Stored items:
>>>>
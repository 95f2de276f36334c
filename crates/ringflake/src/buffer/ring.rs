use core::fmt;
use std::sync::OnceLock;

use crossbeam_utils::CachePadded;
use parking_lot::Mutex;
use portable_atomic::{AtomicI64, AtomicU8, Ordering};

use crate::buffer::policy::{
    self, PaddingListener, RejectedPutHandler, RejectedTakeHandler,
};
use crate::error::{Error, Result};

/// Slot state: the producer may (over)write the slot.
const CAN_PUT: u8 = 0;
/// Slot state: the slot holds an identifier not yet consumed.
const CAN_TAKE: u8 = 1;

/// Sequence sentinel: no slot produced, no slot consumed.
const START_POINT: i64 = -1;

/// Default padding factor, in percent of the buffer size.
pub const DEFAULT_PADDING_PERCENT: u32 = 50;

/// A fixed-capacity ring of precomputed identifiers.
///
/// The ring is an array of slots with a parallel array of per-slot state
/// flags, coordinated by two monotonically increasing sequences:
///
/// - `tail` is the producer frontier, the sequence of the last slot
///   produced;
/// - `cursor` is the consumer frontier, the sequence of the last slot
///   consumed.
///
/// [`put`] is serialized (the padding executor is the only producer) and
/// publishes a slot by writing it, flipping its flag to can-take, and then
/// advancing `tail`. [`take`] is lock-free: consumers claim a sequence
/// with a single CAS on `cursor` and coordinate with the producer purely
/// through the per-slot flags, so the ring never laps itself.
///
/// `tail`, `cursor`, and every flag live in their own cache line. Under
/// heavy consumer contention this padding, not the CAS itself, is the
/// dominant throughput factor.
///
/// [`put`]: RingBuffer::put
/// [`take`]: RingBuffer::take
pub struct RingBuffer {
    buffer_size: i64,
    index_mask: i64,
    slots: Box<[AtomicI64]>,
    flags: Box<[CachePadded<AtomicU8>]>,

    /// Producer frontier. Starts at the sentinel `-1`.
    tail: CachePadded<AtomicI64>,
    /// Consumer frontier. Starts at the sentinel `-1`.
    cursor: CachePadded<AtomicI64>,

    /// Remaining-identifier count below which consumers request a refill.
    padding_threshold: i64,

    /// Serializes the producer side, standing in for a dedicated producer
    /// task.
    put_lock: Mutex<()>,

    rejected_put_handler: OnceLock<RejectedPutHandler>,
    rejected_take_handler: OnceLock<RejectedTakeHandler>,
    padding_listener: OnceLock<PaddingListener>,
}

impl RingBuffer {
    /// Creates a ring with `buffer_size` slots.
    ///
    /// `padding_factor` is a percentage in `1..=99`: consumers request an
    /// asynchronous refill once fewer than
    /// `buffer_size * padding_factor / 100` identifiers remain.
    ///
    /// # Errors
    /// Returns [`Error::InvalidConfig`] if `buffer_size` is not a positive
    /// power of two, or `padding_factor` is out of range.
    pub fn new(buffer_size: i64, padding_factor: u32) -> Result<Self> {
        if buffer_size <= 0 {
            return Err(Error::InvalidConfig {
                reason: format!("ring buffer size must be positive, got {buffer_size}"),
            });
        }
        if buffer_size.count_ones() != 1 {
            return Err(Error::InvalidConfig {
                reason: format!("ring buffer size must be a power of two, got {buffer_size}"),
            });
        }
        if !(1..=99).contains(&padding_factor) {
            return Err(Error::InvalidConfig {
                reason: format!("padding factor must be in 1..=99, got {padding_factor}"),
            });
        }

        let size = buffer_size as usize;
        Ok(Self {
            buffer_size,
            index_mask: buffer_size - 1,
            slots: (0..size).map(|_| AtomicI64::new(0)).collect(),
            flags: (0..size)
                .map(|_| CachePadded::new(AtomicU8::new(CAN_PUT)))
                .collect(),
            tail: CachePadded::new(AtomicI64::new(START_POINT)),
            cursor: CachePadded::new(AtomicI64::new(START_POINT)),
            padding_threshold: buffer_size * i64::from(padding_factor) / 100,
            put_lock: Mutex::new(()),
            rejected_put_handler: OnceLock::new(),
            rejected_take_handler: OnceLock::new(),
            padding_listener: OnceLock::new(),
        })
    }

    /// Puts one identifier into the next free slot and publishes it by
    /// advancing `tail`.
    ///
    /// Returns `false`, after applying the rejected-put policy, when the
    /// ring is full or the next slot has not been consumed yet. The
    /// padding executor treats a `false` as the end of its current pass.
    pub fn put(&self, uid: i64) -> bool {
        let _guard = self.put_lock.lock();

        let current_tail = self.tail.load(Ordering::Acquire);
        let current_cursor = self.cursor.load(Ordering::Acquire);

        // tail caught the cursor: the ring is full
        let distance = current_tail
            - if current_cursor == START_POINT {
                0
            } else {
                current_cursor
            };
        if distance == self.buffer_size - 1 {
            self.reject_put(uid);
            return false;
        }

        // A consumer that advanced `cursor` over this slot may not have
        // reset its flag yet. Reject rather than spin; the producer must
        // never block.
        let next_index = self.slot_index(current_tail + 1);
        if self.flags[next_index].load(Ordering::Acquire) != CAN_PUT {
            self.reject_put(uid);
            return false;
        }

        // Slot, then flag, then tail. The slot and its flag must be
        // visible to any consumer that observes the new tail.
        self.slots[next_index].store(uid, Ordering::Relaxed);
        self.flags[next_index].store(CAN_TAKE, Ordering::Release);
        self.tail.fetch_add(1, Ordering::Release);
        true
    }

    /// Takes the identifier at the next cursor position.
    ///
    /// Lock-free: any number of consumers may call this concurrently, and
    /// the CAS on `cursor` is their only mutual exclusion. Crossing the
    /// low-water mark fires the padding listener (non-blocking).
    ///
    /// # Errors
    /// Returns [`Error::BufferEmpty`], after applying the rejected-take
    /// policy, when `cursor` has caught up with `tail`. This is transient
    /// while the padding executor is alive.
    ///
    /// # Panics
    /// Panics if the claimed slot is not in can-take state, which would
    /// mean the producer/consumer flag discipline was violated.
    pub fn take(&self) -> Result<i64> {
        let current_cursor = self.cursor.load(Ordering::Acquire);

        // Compare-and-advance. Losing the race means retrying against the
        // refreshed cursor, never going back.
        let next_cursor = loop {
            let old = self.cursor.load(Ordering::Acquire);
            let current_tail = self.tail.load(Ordering::Acquire);
            if old == current_tail {
                self.reject_take();
                return Err(Error::BufferEmpty);
            }
            match self.cursor.compare_exchange_weak(
                old,
                old + 1,
                Ordering::AcqRel,
                Ordering::Acquire,
            ) {
                Ok(_) => break old + 1,
                Err(_) => core::hint::spin_loop(),
            }
        };
        assert!(
            next_cursor >= current_cursor,
            "cursor moved back: {next_cursor} < {current_cursor}"
        );

        // Request an asynchronous refill once the remainder falls below
        // the threshold. The wake-up is idempotent; redundant requests
        // coalesce inside the executor.
        let current_tail = self.tail.load(Ordering::Acquire);
        let rest = current_tail - next_cursor;
        if rest < self.padding_threshold {
            tracing::info!(
                "reached padding threshold:{} tail:{current_tail} cursor:{next_cursor} rest:{rest}",
                self.padding_threshold,
            );
            if let Some(listener) = self.padding_listener.get() {
                listener();
            }
        }

        let next_index = self.slot_index(next_cursor);
        assert!(
            self.flags[next_index].load(Ordering::Acquire) == CAN_TAKE,
            "slot {next_index} not in can-take state at consume time"
        );

        // Read the slot before resetting its flag. The reverse order would
        // let the producer overwrite the slot in between, and a consumer a
        // full lap later would take the same identifier twice.
        let uid = self.slots[next_index].load(Ordering::Relaxed);
        self.flags[next_index].store(CAN_PUT, Ordering::Release);

        Ok(uid)
    }

    /// Installs a custom rejected-put policy. Set once at wiring time;
    /// later calls are ignored.
    pub fn set_rejected_put_handler(&self, handler: RejectedPutHandler) {
        let _ = self.rejected_put_handler.set(handler);
    }

    /// Installs a custom rejected-take policy. Set once at wiring time;
    /// later calls are ignored.
    pub fn set_rejected_take_handler(&self, handler: RejectedTakeHandler) {
        let _ = self.rejected_take_handler.set(handler);
    }

    /// Installs the refill wake-up fired on low-water crossings. Set once
    /// at wiring time; later calls are ignored.
    pub fn set_padding_listener(&self, listener: PaddingListener) {
        let _ = self.padding_listener.set(listener);
    }

    /// Producer frontier sequence (`-1` before the first put).
    pub fn tail(&self) -> i64 {
        self.tail.load(Ordering::Acquire)
    }

    /// Consumer frontier sequence (`-1` before the first take).
    pub fn cursor(&self) -> i64 {
        self.cursor.load(Ordering::Acquire)
    }

    /// Number of slots.
    pub fn buffer_size(&self) -> i64 {
        self.buffer_size
    }

    /// Remaining-identifier count below which a refill is requested.
    pub fn padding_threshold(&self) -> i64 {
        self.padding_threshold
    }

    fn slot_index(&self, sequence: i64) -> usize {
        (sequence & self.index_mask) as usize
    }

    fn reject_put(&self, uid: i64) {
        match self.rejected_put_handler.get() {
            Some(handler) => handler(self, uid),
            None => policy::discard_put(self, uid),
        }
    }

    fn reject_take(&self) {
        match self.rejected_take_handler.get() {
            Some(handler) => handler(self),
            None => policy::warn_rejected_take(self),
        }
    }
}

impl fmt::Debug for RingBuffer {
    fn fmt(&self, f: &mut fmt::Formatter<'_>) -> fmt::Result {
        f.debug_struct("RingBuffer")
            .field("buffer_size", &self.buffer_size)
            .field("tail", &self.tail.load(Ordering::Acquire))
            .field("cursor", &self.cursor.load(Ordering::Acquire))
            .field("padding_threshold", &self.padding_threshold)
            .finish()
    }
}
<<<<
— WHAT IS NEEDED —
How many lines in the entries hold the word "sentinel"? Only the number is wanted.

— WRITTEN SOLUTION —
3